*Data for the task*
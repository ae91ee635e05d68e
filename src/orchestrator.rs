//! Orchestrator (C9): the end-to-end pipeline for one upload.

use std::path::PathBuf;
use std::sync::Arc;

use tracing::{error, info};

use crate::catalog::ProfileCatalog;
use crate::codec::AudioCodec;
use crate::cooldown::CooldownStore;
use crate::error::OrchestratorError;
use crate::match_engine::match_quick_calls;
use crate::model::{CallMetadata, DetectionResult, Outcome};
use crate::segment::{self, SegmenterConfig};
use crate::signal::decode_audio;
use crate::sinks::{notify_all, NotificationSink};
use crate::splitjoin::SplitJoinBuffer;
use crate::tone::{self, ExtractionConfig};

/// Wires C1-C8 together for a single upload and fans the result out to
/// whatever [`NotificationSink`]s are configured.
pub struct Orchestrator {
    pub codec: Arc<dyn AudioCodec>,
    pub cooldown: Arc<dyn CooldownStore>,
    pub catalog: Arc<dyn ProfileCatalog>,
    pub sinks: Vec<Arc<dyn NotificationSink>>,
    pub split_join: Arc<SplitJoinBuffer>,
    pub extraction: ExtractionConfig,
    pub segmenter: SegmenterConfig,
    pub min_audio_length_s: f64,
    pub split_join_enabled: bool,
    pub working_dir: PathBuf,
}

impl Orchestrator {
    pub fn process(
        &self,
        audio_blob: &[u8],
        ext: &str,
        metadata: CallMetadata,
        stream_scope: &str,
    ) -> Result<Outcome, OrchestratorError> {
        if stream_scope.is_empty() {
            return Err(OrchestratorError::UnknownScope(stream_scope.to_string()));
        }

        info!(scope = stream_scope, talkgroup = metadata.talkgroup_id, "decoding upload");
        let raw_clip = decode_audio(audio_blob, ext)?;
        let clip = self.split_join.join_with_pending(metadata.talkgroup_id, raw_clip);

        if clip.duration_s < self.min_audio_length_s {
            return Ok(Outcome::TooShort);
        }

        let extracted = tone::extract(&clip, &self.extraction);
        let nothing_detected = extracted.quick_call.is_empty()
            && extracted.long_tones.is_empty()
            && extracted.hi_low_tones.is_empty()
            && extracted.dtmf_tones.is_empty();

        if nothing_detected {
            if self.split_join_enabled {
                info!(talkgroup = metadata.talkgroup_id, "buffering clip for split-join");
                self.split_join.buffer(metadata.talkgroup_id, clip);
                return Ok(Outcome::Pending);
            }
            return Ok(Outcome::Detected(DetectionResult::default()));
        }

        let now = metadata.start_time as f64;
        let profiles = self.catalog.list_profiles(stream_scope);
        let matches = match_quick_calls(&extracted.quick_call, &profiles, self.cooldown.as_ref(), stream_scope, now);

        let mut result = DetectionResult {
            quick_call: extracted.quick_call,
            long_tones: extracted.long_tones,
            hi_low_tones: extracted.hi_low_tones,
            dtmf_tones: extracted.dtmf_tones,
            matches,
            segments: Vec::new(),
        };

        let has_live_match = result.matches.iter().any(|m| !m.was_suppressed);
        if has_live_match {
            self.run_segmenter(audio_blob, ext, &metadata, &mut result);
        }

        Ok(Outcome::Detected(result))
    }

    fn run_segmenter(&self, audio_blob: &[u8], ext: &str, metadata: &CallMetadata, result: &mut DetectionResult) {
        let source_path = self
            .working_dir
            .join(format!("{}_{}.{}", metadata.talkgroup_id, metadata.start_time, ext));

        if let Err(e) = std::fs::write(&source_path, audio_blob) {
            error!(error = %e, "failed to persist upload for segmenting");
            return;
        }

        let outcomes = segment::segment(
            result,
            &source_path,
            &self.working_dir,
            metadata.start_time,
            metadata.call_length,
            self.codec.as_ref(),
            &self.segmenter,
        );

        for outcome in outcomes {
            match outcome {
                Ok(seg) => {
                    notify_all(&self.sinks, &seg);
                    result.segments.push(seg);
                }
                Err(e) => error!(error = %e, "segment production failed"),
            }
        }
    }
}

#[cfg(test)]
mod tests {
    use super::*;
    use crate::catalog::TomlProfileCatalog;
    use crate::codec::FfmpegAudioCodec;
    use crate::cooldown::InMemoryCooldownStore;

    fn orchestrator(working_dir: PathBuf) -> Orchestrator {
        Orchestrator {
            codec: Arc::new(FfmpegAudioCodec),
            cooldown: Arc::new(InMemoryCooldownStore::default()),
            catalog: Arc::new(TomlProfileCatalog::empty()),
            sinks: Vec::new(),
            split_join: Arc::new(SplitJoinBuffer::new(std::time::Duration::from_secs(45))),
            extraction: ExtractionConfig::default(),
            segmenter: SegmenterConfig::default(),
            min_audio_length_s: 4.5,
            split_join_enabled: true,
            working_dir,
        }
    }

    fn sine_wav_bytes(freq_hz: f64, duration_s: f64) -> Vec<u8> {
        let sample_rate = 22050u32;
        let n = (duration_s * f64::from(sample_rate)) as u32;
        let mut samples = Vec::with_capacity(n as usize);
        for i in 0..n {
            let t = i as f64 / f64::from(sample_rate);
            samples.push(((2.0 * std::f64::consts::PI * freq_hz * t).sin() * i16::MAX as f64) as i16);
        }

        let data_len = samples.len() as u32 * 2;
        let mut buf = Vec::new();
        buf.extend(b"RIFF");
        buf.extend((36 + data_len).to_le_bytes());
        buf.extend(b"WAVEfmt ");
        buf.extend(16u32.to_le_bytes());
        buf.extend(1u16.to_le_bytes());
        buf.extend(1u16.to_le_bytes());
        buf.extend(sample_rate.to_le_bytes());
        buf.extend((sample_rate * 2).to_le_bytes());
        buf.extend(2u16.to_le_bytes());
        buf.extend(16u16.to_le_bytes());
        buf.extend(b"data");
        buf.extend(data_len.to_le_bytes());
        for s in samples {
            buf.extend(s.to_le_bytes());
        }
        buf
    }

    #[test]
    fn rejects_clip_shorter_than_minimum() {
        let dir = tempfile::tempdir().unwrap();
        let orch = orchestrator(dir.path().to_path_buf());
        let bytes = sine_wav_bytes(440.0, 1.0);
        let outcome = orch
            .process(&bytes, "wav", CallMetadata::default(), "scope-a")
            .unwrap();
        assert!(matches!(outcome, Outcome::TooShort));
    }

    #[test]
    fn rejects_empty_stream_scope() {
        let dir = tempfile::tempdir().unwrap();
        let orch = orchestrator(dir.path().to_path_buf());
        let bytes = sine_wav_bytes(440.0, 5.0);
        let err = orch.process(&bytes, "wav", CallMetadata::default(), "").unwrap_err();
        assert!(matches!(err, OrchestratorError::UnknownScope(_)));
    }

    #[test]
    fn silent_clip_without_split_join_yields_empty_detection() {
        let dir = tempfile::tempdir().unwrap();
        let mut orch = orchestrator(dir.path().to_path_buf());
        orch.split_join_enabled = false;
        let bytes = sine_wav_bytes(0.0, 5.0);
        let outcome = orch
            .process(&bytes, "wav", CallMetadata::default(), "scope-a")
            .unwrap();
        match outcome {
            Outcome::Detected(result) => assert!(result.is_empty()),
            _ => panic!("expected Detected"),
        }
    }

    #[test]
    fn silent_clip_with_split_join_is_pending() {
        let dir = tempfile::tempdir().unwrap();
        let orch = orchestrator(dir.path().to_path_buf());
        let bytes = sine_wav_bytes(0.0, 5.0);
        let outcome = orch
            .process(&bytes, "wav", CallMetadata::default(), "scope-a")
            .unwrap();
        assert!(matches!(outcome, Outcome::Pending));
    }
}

--

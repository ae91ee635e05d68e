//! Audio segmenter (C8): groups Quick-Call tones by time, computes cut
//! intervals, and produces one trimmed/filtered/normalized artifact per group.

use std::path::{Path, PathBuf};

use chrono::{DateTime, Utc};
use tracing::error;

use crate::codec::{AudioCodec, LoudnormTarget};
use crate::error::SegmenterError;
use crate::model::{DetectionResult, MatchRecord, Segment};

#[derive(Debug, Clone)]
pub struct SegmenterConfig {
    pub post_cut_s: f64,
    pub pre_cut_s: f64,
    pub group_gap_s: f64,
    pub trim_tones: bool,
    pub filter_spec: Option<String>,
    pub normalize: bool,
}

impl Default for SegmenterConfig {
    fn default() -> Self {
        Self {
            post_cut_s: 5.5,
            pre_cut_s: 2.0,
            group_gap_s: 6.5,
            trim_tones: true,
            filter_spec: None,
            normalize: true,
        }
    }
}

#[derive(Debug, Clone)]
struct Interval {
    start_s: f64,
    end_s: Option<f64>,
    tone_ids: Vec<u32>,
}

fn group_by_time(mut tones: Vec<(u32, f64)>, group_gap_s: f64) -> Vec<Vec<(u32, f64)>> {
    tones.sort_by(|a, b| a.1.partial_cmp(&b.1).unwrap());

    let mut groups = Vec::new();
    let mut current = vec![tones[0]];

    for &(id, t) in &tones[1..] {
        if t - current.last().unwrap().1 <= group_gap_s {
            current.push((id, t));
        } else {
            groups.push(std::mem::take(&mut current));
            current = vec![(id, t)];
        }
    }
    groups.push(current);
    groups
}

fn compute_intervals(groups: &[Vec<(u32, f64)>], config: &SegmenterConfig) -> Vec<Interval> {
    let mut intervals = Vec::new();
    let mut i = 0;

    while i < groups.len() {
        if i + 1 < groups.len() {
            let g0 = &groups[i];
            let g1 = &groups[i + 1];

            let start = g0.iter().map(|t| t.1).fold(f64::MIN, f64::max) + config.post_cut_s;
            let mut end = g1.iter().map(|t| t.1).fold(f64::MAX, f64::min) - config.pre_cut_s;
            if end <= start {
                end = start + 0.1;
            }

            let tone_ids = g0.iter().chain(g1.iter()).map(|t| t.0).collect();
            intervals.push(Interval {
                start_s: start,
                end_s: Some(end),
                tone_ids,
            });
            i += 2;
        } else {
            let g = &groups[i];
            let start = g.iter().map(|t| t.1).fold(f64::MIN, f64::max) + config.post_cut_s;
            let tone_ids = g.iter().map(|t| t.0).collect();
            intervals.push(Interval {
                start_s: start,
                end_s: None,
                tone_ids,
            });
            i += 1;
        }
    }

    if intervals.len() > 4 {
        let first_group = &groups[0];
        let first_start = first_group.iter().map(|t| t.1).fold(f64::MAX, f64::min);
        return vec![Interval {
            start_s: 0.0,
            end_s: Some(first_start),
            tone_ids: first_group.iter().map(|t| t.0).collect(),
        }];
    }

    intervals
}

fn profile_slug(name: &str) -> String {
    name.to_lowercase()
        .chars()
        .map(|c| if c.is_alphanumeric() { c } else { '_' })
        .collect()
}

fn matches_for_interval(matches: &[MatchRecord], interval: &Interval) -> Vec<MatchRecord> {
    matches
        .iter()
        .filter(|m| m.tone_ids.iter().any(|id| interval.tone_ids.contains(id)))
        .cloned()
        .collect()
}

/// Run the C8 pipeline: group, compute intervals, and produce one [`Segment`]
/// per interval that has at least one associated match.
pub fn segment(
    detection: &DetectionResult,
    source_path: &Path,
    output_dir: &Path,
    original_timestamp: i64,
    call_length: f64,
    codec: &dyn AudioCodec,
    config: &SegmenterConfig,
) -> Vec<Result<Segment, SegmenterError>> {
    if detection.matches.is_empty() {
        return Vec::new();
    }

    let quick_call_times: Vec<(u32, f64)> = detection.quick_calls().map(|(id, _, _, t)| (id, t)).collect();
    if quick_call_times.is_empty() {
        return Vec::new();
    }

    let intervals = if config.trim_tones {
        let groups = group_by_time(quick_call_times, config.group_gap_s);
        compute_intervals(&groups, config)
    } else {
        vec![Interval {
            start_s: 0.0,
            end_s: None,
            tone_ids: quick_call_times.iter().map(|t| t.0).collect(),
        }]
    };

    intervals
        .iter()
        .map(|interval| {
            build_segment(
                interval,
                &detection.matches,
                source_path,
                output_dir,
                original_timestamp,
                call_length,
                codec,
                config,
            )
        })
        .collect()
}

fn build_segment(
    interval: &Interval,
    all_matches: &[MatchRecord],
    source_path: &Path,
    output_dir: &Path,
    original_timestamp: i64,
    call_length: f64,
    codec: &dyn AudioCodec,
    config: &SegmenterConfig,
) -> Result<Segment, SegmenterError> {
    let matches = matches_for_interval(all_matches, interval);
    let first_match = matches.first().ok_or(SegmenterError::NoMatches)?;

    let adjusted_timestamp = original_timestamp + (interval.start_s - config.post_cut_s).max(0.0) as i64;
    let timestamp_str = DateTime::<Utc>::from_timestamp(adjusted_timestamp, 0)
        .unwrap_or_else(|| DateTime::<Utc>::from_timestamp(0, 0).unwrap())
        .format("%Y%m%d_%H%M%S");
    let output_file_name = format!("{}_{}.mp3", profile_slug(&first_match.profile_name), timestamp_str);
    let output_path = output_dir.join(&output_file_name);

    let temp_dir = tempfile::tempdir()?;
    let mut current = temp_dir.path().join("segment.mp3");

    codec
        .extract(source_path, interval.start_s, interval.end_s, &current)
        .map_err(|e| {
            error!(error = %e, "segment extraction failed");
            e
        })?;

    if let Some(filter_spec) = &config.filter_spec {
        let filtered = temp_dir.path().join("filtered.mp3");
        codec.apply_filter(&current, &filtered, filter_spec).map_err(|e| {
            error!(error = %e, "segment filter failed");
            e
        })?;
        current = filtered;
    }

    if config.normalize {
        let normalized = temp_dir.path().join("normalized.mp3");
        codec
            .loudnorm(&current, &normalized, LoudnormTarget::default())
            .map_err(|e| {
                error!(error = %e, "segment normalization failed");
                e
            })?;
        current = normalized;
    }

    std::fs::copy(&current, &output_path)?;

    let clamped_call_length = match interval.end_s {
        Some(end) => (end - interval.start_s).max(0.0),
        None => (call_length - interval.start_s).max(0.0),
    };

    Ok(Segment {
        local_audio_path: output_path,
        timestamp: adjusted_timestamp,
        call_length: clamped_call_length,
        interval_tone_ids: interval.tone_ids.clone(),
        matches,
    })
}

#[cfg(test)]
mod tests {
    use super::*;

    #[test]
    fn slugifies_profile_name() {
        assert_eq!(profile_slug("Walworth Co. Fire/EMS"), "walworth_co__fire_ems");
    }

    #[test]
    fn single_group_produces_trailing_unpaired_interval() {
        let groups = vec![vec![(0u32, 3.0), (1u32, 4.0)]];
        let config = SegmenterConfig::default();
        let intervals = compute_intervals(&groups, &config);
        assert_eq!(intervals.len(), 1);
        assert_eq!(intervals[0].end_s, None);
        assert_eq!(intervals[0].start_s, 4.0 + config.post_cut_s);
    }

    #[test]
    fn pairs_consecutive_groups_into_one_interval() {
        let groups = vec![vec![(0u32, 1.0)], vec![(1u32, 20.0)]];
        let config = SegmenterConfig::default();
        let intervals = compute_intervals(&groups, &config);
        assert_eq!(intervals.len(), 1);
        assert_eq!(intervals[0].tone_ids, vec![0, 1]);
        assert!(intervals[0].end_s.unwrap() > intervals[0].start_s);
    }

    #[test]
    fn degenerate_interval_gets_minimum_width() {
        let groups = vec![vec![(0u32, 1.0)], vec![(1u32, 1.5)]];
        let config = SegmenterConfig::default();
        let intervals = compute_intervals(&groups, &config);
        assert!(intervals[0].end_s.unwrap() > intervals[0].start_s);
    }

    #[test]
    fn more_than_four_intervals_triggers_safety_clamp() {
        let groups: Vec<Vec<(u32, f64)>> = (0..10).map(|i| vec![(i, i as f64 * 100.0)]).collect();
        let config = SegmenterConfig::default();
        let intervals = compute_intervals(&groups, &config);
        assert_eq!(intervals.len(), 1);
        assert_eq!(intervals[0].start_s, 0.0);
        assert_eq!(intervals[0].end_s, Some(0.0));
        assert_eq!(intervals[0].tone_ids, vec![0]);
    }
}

---

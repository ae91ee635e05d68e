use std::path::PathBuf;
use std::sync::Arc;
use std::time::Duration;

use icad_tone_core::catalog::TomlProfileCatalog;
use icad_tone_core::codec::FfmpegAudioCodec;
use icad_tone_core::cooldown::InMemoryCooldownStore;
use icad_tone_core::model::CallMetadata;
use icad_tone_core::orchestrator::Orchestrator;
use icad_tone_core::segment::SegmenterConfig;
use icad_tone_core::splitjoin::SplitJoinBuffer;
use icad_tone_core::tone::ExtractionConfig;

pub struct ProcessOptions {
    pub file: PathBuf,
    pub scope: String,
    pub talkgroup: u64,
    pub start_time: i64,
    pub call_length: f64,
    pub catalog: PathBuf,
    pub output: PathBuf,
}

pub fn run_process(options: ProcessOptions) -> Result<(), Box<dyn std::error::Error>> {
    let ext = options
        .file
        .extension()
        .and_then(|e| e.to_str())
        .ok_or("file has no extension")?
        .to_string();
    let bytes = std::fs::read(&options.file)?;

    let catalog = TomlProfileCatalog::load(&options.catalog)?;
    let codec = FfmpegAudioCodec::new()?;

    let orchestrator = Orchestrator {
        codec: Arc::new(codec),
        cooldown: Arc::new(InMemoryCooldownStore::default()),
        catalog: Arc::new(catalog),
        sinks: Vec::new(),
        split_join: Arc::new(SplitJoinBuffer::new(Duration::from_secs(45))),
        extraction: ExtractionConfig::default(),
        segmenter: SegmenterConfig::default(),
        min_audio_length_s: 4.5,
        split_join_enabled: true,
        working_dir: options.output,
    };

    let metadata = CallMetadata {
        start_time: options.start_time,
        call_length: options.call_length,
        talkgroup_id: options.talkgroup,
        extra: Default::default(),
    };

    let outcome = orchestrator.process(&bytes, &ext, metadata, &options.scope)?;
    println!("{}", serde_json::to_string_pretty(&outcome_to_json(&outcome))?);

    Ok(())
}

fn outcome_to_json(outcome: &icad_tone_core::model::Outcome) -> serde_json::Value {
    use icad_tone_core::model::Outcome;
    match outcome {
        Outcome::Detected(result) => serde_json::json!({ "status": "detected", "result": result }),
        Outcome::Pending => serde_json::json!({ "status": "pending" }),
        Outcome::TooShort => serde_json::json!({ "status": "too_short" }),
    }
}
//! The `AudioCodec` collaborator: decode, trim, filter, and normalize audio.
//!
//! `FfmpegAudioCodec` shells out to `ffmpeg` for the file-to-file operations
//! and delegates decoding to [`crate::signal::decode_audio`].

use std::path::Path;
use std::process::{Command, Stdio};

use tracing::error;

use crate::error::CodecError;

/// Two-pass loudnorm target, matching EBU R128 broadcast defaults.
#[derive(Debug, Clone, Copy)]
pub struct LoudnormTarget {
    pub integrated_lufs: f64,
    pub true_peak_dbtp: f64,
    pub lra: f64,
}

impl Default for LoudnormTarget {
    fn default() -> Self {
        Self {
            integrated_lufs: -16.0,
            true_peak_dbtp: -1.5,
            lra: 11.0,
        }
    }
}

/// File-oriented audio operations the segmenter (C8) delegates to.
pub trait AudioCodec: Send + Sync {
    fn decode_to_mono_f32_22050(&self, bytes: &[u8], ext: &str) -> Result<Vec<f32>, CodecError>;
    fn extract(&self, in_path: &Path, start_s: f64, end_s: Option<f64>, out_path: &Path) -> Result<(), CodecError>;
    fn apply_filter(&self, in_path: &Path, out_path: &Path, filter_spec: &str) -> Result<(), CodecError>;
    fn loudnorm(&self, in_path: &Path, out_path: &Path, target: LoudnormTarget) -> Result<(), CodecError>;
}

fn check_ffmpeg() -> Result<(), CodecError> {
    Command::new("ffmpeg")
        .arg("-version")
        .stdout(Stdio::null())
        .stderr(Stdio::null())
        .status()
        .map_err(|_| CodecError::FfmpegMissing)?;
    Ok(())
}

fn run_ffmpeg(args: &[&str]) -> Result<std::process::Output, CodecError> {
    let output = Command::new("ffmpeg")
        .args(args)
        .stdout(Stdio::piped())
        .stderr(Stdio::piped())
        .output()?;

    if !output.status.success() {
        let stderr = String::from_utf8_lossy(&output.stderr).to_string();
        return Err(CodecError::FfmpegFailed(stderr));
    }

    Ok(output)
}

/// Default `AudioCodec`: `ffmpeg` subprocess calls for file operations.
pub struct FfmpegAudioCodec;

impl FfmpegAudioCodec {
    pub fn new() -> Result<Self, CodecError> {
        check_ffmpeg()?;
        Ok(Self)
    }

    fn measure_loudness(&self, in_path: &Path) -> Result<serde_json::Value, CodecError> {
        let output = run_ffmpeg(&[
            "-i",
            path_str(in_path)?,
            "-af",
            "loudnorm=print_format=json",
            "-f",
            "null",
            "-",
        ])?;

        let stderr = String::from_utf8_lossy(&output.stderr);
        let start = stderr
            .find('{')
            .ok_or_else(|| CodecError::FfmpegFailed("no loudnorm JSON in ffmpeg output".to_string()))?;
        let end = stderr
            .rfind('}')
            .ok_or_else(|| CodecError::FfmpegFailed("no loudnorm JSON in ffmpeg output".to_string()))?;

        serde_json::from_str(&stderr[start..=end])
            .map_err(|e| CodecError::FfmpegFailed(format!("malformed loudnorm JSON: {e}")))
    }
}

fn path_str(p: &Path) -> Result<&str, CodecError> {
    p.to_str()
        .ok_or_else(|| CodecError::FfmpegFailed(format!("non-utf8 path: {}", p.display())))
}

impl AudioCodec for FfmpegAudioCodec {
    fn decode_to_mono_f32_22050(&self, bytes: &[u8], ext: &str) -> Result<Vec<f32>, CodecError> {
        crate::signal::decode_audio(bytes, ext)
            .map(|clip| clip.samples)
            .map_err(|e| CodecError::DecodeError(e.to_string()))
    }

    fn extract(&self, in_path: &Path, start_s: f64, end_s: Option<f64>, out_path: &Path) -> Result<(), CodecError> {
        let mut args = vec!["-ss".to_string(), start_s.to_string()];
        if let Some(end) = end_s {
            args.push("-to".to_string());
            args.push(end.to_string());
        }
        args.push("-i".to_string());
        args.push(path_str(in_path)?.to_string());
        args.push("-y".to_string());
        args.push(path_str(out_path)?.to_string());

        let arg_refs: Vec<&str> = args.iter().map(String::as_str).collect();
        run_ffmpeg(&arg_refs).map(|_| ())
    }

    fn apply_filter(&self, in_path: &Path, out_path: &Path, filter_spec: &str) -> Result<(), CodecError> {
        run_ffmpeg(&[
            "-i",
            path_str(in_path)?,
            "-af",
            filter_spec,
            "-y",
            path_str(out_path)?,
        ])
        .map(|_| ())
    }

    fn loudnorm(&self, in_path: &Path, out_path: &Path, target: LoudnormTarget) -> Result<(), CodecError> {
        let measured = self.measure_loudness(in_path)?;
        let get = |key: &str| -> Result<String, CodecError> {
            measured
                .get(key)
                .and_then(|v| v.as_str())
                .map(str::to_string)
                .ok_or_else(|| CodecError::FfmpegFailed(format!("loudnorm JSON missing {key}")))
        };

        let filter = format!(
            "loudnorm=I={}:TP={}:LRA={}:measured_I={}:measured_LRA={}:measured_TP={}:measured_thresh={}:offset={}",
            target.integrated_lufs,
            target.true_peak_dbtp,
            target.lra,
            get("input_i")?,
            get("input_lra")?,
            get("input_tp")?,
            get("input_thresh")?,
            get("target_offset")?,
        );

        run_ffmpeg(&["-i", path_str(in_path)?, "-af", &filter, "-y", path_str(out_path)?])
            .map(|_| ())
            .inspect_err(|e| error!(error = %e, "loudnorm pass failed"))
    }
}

*Task statement*
Scan the data above, find each line with "pass", and copy it.

*Response to this task*
/// Two-pass loudnorm target, matching EBU R128 broadcast defaults.
            .inspect_err(|e| error!(error = %e, "loudnorm pass failed"))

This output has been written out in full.